The Learning Process in Combined Psychotherapy

Henry Greenbaum, M.D.

Learning

The purpose here is to discuss combined psychotherapy from the point of view of learning theory. Learning is an important factor in the biological adaptation of all living organisms to the natural environment; in man, learning is a psychological organizer and modifier of his behavior in his adaptation to the human environment. It is interesting to note to what extent the word “learning” has been used in everyday conversation, in the press, in lay periodicals, and also in the scientific writing of psychoanalysis, psychiatry, and psychology—not only in the common language sense of acquiring knowledge or skill by study and practice, but also in the “… general term for the reorganization of behavior as a result of individual experience.”

Learning is a biological process that is active in all living organisms. Self-preservation and species survival are essential to all living organisms. In order to survive, they must be able to adapt to the conditions of their changing environment, and adaptation is not possible without learning. Learning is the capacity of organisms, from unicellular to multicellular, to sense favorable or unfavorable factors in the environment, to record them in memory, and to respond with a course of action which leads to comfort and alleviates distress. Memory is an integral part of learning.

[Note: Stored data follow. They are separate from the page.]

//! Tombstone repository implementation

use crate::error::Result;
use crate::sync::{EntityKind, Tombstone};
use libsql::{params, Connection};

/// Trait for deletion marker storage (async)
#[allow(async_fn_in_trait)]
pub trait TombstoneRepository {
    /// Record a deletion, keeping the latest `deleted_at` per entity
    async fn record(&self, kind: EntityKind, id: &str, deleted_at: i64) -> Result<()>;

    /// Forget a deletion because the entity exists again
    async fn clear(&self, kind: EntityKind, id: &str) -> Result<()>;

    /// Tombstones with `deleted_at` after `since` (all when `None`)
    async fn since(&self, since: Option<i64>) -> Result<Vec<Tombstone>>;

    /// Drop tombstones deleted at or before `cutoff`. Returns the number removed.
    async fn prune(&self, cutoff: i64) -> Result<u64>;
}

/// libSQL implementation of `TombstoneRepository`
pub struct LibSqlTombstoneRepository<'a> {
    conn: &'a Connection,
}

impl<'a> LibSqlTombstoneRepository<'a> {
    pub const fn new(conn: &'a Connection) -> Self {
        Self { conn }
    }
}

impl TombstoneRepository for LibSqlTombstoneRepository<'_> {
    async fn record(&self, kind: EntityKind, id: &str, deleted_at: i64) -> Result<()> {
        self.conn
            .execute(
                "INSERT INTO tombstones (entity_kind, id, deleted_at) VALUES (?1, ?2, ?3)
                 ON CONFLICT(entity_kind, id) DO UPDATE SET
                    deleted_at = MAX(deleted_at, excluded.deleted_at)",
                params![kind.as_str(), id, deleted_at],
            )
            .await?;
        Ok(())
    }

    async fn clear(&self, kind: EntityKind, id: &str) -> Result<()> {
        self.conn
            .execute(
                "DELETE FROM tombstones WHERE entity_kind = ?1 AND id = ?2",
                params![kind.as_str(), id],
            )
            .await?;
        Ok(())
    }

    async fn since(&self, since: Option<i64>) -> Result<Vec<Tombstone>> {
        let mut rows = self
            .conn
            .query(
                "SELECT entity_kind, id, deleted_at FROM tombstones
                 WHERE deleted_at > ?1 ORDER BY deleted_at, id",
                params![since.unwrap_or(i64::MIN)],
            )
            .await?;

        let mut tombstones = Vec::new();
        while let Some(row) = rows.next().await? {
            let kind: String = row.get(0)?;
            tombstones.push(Tombstone {
                entity_kind: kind.parse()?,
                id: row.get(1)?,
                deleted_at: row.get(2)?,
            });
        }
        Ok(tombstones)
    }

    async fn prune(&self, cutoff: i64) -> Result<u64> {
        let rows = self
            .conn
            .execute(
                "DELETE FROM tombstones WHERE deleted_at <= ?1",
                params![cutoff],
            )
            .await?;
        Ok(rows)
    }
}

#[cfg(test)]
mod tests {
    use super::*;
    use crate::db::Database;
    use pretty_assertions::assert_eq;

    #[tokio::test(flavor = "multi_thread")]
    async fn test_record_keeps_latest_deletion() {
        let db = Database::open_in_memory().await.unwrap();
        let repo = LibSqlTombstoneRepository::new(db.connection());

        repo.record(EntityKind::Note, "n1", 20).await.unwrap();
        repo.record(EntityKind::Note, "n1", 10).await.unwrap();
        repo.record(EntityKind::Folder, "n1", 15).await.unwrap();

        let all = repo.since(None).await.unwrap();
        assert_eq!(
            all,
            vec![
                Tombstone {
                    entity_kind: EntityKind::Folder,
                    id: "n1".to_string(),
                    deleted_at: 15,
                },
                Tombstone {
                    entity_kind: EntityKind::Note,
                    id: "n1".to_string(),
                    deleted_at: 20,
                },
            ]
        );
        assert_eq!(repo.since(Some(15)).await.unwrap().len(), 1);
    }

    #[tokio::test(flavor = "multi_thread")]
    async fn test_clear_and_prune() {
        let db = Database::open_in_memory().await.unwrap();
        let repo = LibSqlTombstoneRepository::new(db.connection());

        repo.record(EntityKind::Media, "m1", 5).await.unwrap();
        repo.record(EntityKind::Media, "m2", 50).await.unwrap();
        repo.record(EntityKind::Note, "n1", 60).await.unwrap();

        repo.clear(EntityKind::Note, "n1").await.unwrap();
        assert_eq!(repo.prune(5).await.unwrap(), 1);

        let remaining = repo.since(None).await.unwrap();
        assert_eq!(remaining.len(), 1);
        assert_eq!(remaining[0].id, "m2");
    }
}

More than other species, man's survival depends rather on mastery of both inner and outer nature and on adaptation to both interpersonal relationships and the culture that regulates them. Here the changes are rapid, enormous, and continuous, during the course of an individual's lifetime and, to a greater extent, from generation to generation. Genetic programming is impossible under such rapidly changing conditions. Flexibility is of cardinal importance. Learning, in contrast to instinct, provides this flexibility. Parents teach their children the lessons of their own life experiences for better or for worse.